* _Task to carry out_
All lines up to and including the one that contains "Results using StreamError." are to be transcribed exactly, starting from the first line of the records.
----- Records supplied -----
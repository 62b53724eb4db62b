//! Raumfeld speakers as a Homie device.
//!
//! Every speaker becomes a node of one Homie device with three settable
//! properties:
//!
//! | property | datatype | values |
//! |---|---|---|
//! | `onoff` | boolean | `false` in manual standby |
//! | `volume` | float `0:1` | percent / 100 |
//! | `mute` | boolean | |
//!
//! Values are published whenever a speaker reports a change. Messages on
//! `<base>/<speaker>/<property>/set` are turned into control calls; the
//! published value only changes once the speaker confirms it.

pub mod bridge;
pub mod config;
pub mod control;
pub mod discover;
pub mod error;
pub mod homie;
pub mod logging;
pub mod registry;
pub mod translator;

pub use config::{BridgeConfig, BrokerAddress, Cli, Command};
pub use control::SpeakerControl;
pub use error::{BridgeError, CommandError, PublishError, Result};
pub use registry::{DeviceRegistry, Snapshot};
pub use translator::Translator;
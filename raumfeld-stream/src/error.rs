//! Error types for the raumfeld-stream crate.

use callback_server::CallbackError;
use raumfeld_api::ApiError;

use crate::types::SubscriptionKey;

/// Errors raised by subscription management and the notification listener.
#[derive(Debug, thiserror::Error)]
pub enum StreamError {
    /// The notification listener could not be started
    #[error("Callback server error: {0}")]
    CallbackServer(#[from] CallbackError),

    /// A subscribe request for one lease failed
    #[error("Subscription failed for {key}: {source}")]
    Subscribe {
        key: SubscriptionKey,
        #[source]
        source: ApiError,
    },

    /// A blocking subscribe call could not be completed
    #[error("Subscription task failed: {0}")]
    TaskFailed(String),
}

/// Convenience type alias for Results using StreamError.
pub type Result<T> = std::result::Result<T, StreamError>;

#[cfg(test)]
mod tests {
    use super::*;
    use raumfeld_api::Service;

    #[test]
    fn test_stream_error_display() {
        let error = StreamError::Subscribe {
            key: SubscriptionKey::new("kitchen", Service::AVTransport),
            source: ApiError::SubscriptionRejected(412),
        };
        assert_eq!(
            error.to_string(),
            "Subscription failed for kitchen/AVTransport: Subscription rejected: HTTP 412"
        );

        let error = StreamError::from(CallbackError::NoAvailablePort {
            start: 3400,
            end: 3500,
        });
        assert_eq!(
            error.to_string(),
            "Callback server error: No available port in range 3400-3500"
        );
    }
}
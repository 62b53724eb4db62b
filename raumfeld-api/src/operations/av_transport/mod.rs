//! AVTransport service operations
//!
//! Raumfeld exposes power control as standby actions on AVTransport.

mod enter_manual_standby;
mod leave_standby;

pub use enter_manual_standby::{
    EnterManualStandbyOperation, EnterManualStandbyRequest, EnterManualStandbyResponse,
};
pub use leave_standby::{LeaveStandbyOperation, LeaveStandbyRequest, LeaveStandbyResponse};

/// Power state reported while the speaker is in manual standby
pub const MANUAL_STANDBY: &str = "MANUAL_STANDBY";
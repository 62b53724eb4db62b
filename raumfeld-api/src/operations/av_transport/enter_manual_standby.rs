//! EnterManualStandby operation for AVTransport service

use serde::{Deserialize, Serialize};
use xmltree::Element;

use crate::{ApiError, RaumfeldOperation, Service};

/// EnterManualStandby operation
pub struct EnterManualStandbyOperation;

/// Request for EnterManualStandby operation
#[derive(Debug, Serialize)]
pub struct EnterManualStandbyRequest {
    pub instance_id: u32,
}

/// Response for EnterManualStandby operation
#[derive(Debug, Deserialize)]
pub struct EnterManualStandbyResponse;

impl RaumfeldOperation for EnterManualStandbyOperation {
    type Request = EnterManualStandbyRequest;
    type Response = EnterManualStandbyResponse;

    const SERVICE: Service = Service::AVTransport;
    const ACTION: &'static str = "EnterManualStandby";

    fn build_payload(request: &Self::Request) -> String {
        format!("<InstanceID>{}</InstanceID>", request.instance_id)
    }

    fn parse_response(_xml: &Element) -> Result<Self::Response, ApiError> {
        Ok(EnterManualStandbyResponse)
    }
}
//! LeaveStandby operation for AVTransport service

use serde::{Deserialize, Serialize};
use xmltree::Element;

use crate::{ApiError, RaumfeldOperation, Service};

/// LeaveStandby operation
pub struct LeaveStandbyOperation;

/// Request for LeaveStandby operation
#[derive(Debug, Serialize)]
pub struct LeaveStandbyRequest {
    pub instance_id: u32,
}

/// Response for LeaveStandby operation
#[derive(Debug, Deserialize)]
pub struct LeaveStandbyResponse;

impl RaumfeldOperation for LeaveStandbyOperation {
    type Request = LeaveStandbyRequest;
    type Response = LeaveStandbyResponse;

    const SERVICE: Service = Service::AVTransport;
    const ACTION: &'static str = "LeaveStandby";

    fn build_payload(request: &Self::Request) -> String {
        format!("<InstanceID>{}</InstanceID>", request.instance_id)
    }

    fn parse_response(_xml: &Element) -> Result<Self::Response, ApiError> {
        Ok(LeaveStandbyResponse)
    }
}
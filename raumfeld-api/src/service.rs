/// The UPnP services the bridge uses on a Raumfeld speaker
#[derive(Debug, Clone, Copy, PartialEq, Eq, Hash, PartialOrd, Ord)]
pub enum Service {
    /// AVTransport service - carries the power state and standby actions
    AVTransport,

    /// RenderingControl service - volume and mute
    RenderingControl,
}

impl Service {
    /// Every service the bridge subscribes to, in subscription order
    pub const ALL: [Service; 2] = [Service::AVTransport, Service::RenderingControl];

    /// Short service name, used in logs and subscription keys
    pub fn name(&self) -> &'static str {
        match self {
            Service::AVTransport => "AVTransport",
            Service::RenderingControl => "RenderingControl",
        }
    }

    /// Service id as listed in the device description
    pub fn service_id(&self) -> &'static str {
        match self {
            Service::AVTransport => raumfeld_discovery::AV_TRANSPORT_SERVICE_ID,
            Service::RenderingControl => raumfeld_discovery::RENDERING_CONTROL_SERVICE_ID,
        }
    }

    /// Service type URN, the SOAP namespace when the description omits one
    pub fn service_type(&self) -> &'static str {
        match self {
            Service::AVTransport => "urn:schemas-upnp-org:service:AVTransport:1",
            Service::RenderingControl => "urn:schemas-upnp-org:service:RenderingControl:1",
        }
    }
}

impl std::fmt::Display for Service {
    fn fmt(&self, f: &mut std::fmt::Formatter<'_>) -> std::fmt::Result {
        f.write_str(self.name())
    }
}
//! Error types for the SOAP client

use thiserror::Error;

/// Errors that can occur during SOAP communication
#[derive(Debug, Error)]
pub enum SoapError {
    /// Network or HTTP communication error
    #[error("Network/HTTP error: {0}")]
    Network(String),

    /// XML parsing error
    #[error("XML parsing error: {0}")]
    Parse(String),

    /// SOAP fault returned by the device
    #[error("SOAP fault: error code {0}")]
    Fault(u16),

    /// The device answered a SUBSCRIBE with something other than 200 OK
    #[error("SUBSCRIBE rejected: HTTP {0}")]
    Rejected(u16),
}
use raumfeld_discovery::{Device, ServiceEndpoint};
use soap_client::{SoapClient, SubscriptionResponse};

use crate::operations::av_transport::{
    EnterManualStandbyOperation, EnterManualStandbyRequest, LeaveStandbyOperation,
    LeaveStandbyRequest,
};
use crate::operations::rendering_control::{
    SetMuteOperation, SetMuteRequest, SetVolumeOperation, SetVolumeRequest, MASTER_CHANNEL,
};
use crate::{ApiError, RaumfeldOperation, Result, Service};

/// Instance addressed by RenderingControl actions on Raumfeld renderers
const RENDERING_INSTANCE_ID: u32 = 1;
/// Instance addressed by AVTransport standby actions
const TRANSPORT_INSTANCE_ID: u32 = 0;

/// A client for executing Raumfeld operations against discovered devices
///
/// Endpoints are taken from the device's own service table, so the client
/// itself is stateless apart from the underlying HTTP agent. All calls block;
/// async callers should run them on a blocking pool.
#[derive(Debug, Clone, Default)]
pub struct RaumfeldClient {
    soap_client: SoapClient,
}

impl RaumfeldClient {
    pub fn new() -> Self {
        Self::default()
    }

    /// Execute an operation against a device
    pub fn execute<Op: RaumfeldOperation>(
        &self,
        device: &Device,
        request: &Op::Request,
    ) -> Result<Op::Response> {
        Op::validate(request)?;
        let endpoint = endpoint(device, Op::SERVICE)?;
        let service_type = if endpoint.service_type.is_empty() {
            Op::SERVICE.service_type()
        } else {
            endpoint.service_type.as_str()
        };

        let payload = Op::build_payload(request);
        tracing::debug!(
            speaker_id = %device.id,
            service = %Op::SERVICE,
            action = Op::ACTION,
            "executing action"
        );

        let xml = self
            .soap_client
            .call(endpoint.control_url.as_str(), service_type, Op::ACTION, &payload)?;

        Op::parse_response(&xml)
    }

    /// Subscribe `callback_url` to the device's events for `service`
    ///
    /// Each call creates a fresh lease; renewing means calling this again.
    pub fn subscribe(
        &self,
        device: &Device,
        service: Service,
        callback_url: &str,
        timeout_seconds: u32,
    ) -> Result<SubscriptionResponse> {
        let endpoint = endpoint(device, service)?;
        let response = self.soap_client.subscribe(
            endpoint.event_sub_url.as_str(),
            callback_url,
            timeout_seconds,
        )?;

        tracing::debug!(
            speaker_id = %device.id,
            %service,
            sid = %response.sid,
            timeout = response.timeout_seconds,
            "subscribed"
        );
        Ok(response)
    }

    /// Set the Master volume in percent (0-100)
    pub fn set_volume(&self, device: &Device, percent: u8) -> Result<()> {
        self.execute::<SetVolumeOperation>(
            device,
            &SetVolumeRequest {
                instance_id: RENDERING_INSTANCE_ID,
                channel: MASTER_CHANNEL.to_string(),
                desired_volume: percent,
            },
        )?;
        Ok(())
    }

    /// Mute or unmute the Master channel
    pub fn set_mute(&self, device: &Device, muted: bool) -> Result<()> {
        self.execute::<SetMuteOperation>(
            device,
            &SetMuteRequest {
                instance_id: RENDERING_INSTANCE_ID,
                channel: MASTER_CHANNEL.to_string(),
                desired_mute: muted,
            },
        )?;
        Ok(())
    }

    /// Switch the speaker on (`LeaveStandby`) or off (`EnterManualStandby`)
    pub fn set_power(&self, device: &Device, on: bool) -> Result<()> {
        if on {
            self.execute::<LeaveStandbyOperation>(
                device,
                &LeaveStandbyRequest {
                    instance_id: TRANSPORT_INSTANCE_ID,
                },
            )?;
        } else {
            self.execute::<EnterManualStandbyOperation>(
                device,
                &EnterManualStandbyRequest {
                    instance_id: TRANSPORT_INSTANCE_ID,
                },
            )?;
        }
        Ok(())
    }
}

fn endpoint(device: &Device, service: Service) -> Result<&ServiceEndpoint> {
    device.service(service.service_id()).ok_or_else(|| {
        ApiError::ServiceUnavailable(format!("{} has no {} service", device.id, service))
    })
}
-----
* _Solution for this problem_
repository 62b53724eb4db62b
//! Raumfeld speakers as a Homie device.
//!
//! Every speaker becomes a node of one Homie device with three settable
//! properties:
//!
//! | property | datatype | values |
//! |---|---|---|
//! | `onoff` | boolean | `false` in manual standby |
//! | `volume` | float `0:1` | percent / 100 |
//! | `mute` | boolean | |
//!
//! Values are published whenever a speaker reports a change. Messages on
//! `<base>/<speaker>/<property>/set` are turned into control calls; the
//! published value only changes once the speaker confirms it.

pub mod bridge;
pub mod config;
pub mod control;
pub mod discover;
pub mod error;
pub mod homie;
pub mod logging;
pub mod registry;
pub mod translator;

pub use config::{BridgeConfig, BrokerAddress, Cli, Command};
pub use control::SpeakerControl;
pub use error::{BridgeError, CommandError, PublishError, Result};
pub use registry::{DeviceRegistry, Snapshot};
pub use translator::Translator;
filename raumfeld-stream/src/error.rs
//! Error types for the raumfeld-stream crate.

use callback_server::CallbackError;
use raumfeld_api::ApiError;

use crate::types::SubscriptionKey;

/// Errors raised by subscription management and the notification listener.
#[derive(Debug, thiserror::Error)]
pub enum StreamError {
    /// The notification listener could not be started
    #[error("Callback server error: {0}")]
    CallbackServer(#[from] CallbackError),

    /// A subscribe request for one lease failed
    #[error("Subscription failed for {key}: {source}")]
    Subscribe {
        key: SubscriptionKey,
        #[source]
        source: ApiError,
    },

    /// A blocking subscribe call could not be completed
    #[error("Subscription task failed: {0}")]
    TaskFailed(String),
}

/// Convenience type alias for Results using StreamError.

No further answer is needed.